- Work task:
Pick out all lines with the word "pass" from the records that follow.

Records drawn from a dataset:
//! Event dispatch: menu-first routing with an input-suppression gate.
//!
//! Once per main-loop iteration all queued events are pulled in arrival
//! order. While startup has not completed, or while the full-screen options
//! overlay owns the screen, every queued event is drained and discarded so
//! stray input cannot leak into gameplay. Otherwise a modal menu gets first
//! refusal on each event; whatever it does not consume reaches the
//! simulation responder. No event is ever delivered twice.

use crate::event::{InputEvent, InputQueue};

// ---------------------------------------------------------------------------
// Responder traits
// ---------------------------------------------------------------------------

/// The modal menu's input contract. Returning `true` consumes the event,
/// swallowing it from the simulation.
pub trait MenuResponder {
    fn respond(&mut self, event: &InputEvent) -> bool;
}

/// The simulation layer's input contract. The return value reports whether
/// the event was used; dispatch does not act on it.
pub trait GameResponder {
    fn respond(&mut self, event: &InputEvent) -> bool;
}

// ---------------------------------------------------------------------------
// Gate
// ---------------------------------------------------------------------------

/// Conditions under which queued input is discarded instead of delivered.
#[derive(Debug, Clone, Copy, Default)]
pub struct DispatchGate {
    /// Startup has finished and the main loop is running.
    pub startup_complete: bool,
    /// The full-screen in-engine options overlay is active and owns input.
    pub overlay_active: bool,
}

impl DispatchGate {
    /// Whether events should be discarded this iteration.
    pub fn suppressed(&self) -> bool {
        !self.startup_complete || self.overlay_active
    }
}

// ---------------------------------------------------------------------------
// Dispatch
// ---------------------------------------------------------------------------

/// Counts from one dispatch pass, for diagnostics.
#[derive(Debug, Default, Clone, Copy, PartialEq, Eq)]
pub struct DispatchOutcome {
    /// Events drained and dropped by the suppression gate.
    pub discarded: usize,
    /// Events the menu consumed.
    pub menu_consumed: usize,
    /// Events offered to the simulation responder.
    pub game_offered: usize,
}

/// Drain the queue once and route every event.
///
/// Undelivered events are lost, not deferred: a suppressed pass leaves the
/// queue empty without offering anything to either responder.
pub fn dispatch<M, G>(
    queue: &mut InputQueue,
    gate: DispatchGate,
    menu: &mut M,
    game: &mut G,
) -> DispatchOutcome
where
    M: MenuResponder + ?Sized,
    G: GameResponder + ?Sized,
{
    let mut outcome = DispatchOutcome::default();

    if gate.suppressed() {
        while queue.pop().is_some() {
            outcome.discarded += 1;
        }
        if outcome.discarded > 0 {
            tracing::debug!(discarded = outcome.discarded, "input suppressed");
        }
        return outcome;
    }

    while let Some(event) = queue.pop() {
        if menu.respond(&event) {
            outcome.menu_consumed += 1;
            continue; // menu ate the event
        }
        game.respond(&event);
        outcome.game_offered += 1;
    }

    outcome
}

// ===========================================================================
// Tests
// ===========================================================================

- Task output:
/// Counts from one dispatch pass, for diagnostics.
/// Undelivered events are lost, not deferred: a suppressed pass leaves the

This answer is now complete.